From top to bottom, return the records that follow exactly.

::::::

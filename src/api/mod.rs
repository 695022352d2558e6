//! HTTP API for the current-user resource area and server status

pub mod auth;
pub mod handlers;
pub mod me_handlers;
pub mod routes;

pub use handlers::AppError;
pub use routes::create_router;
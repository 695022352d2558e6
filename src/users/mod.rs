//! User identity models and directory contract
//!
//! Identity and authentication live outside this service; what arrives here
//! is an already-authenticated [`Principal`] used as a lookup key.

pub mod directory;
pub mod models;

pub use directory::UserDirectory;
pub use models::*;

::::::

_Task solution_:
filename src/api/mod.rs
repository 695022352d2558e6
//! HTTP API for the current-user resource area and server status

pub mod auth;
pub mod handlers;
pub mod me_handlers;
pub mod routes;

pub use handlers::AppError;
pub use routes::create_router;
repository 695022352d2558e6
filename src/users/mod.rs
//! User identity models and directory contract
//!
//! Identity and authentication live outside this service; what arrives here
//! is an already-authenticated [`Principal`] used as a lookup key.

pub mod directory;
pub mod models;

pub use directory::UserDirectory;
pub use models::*;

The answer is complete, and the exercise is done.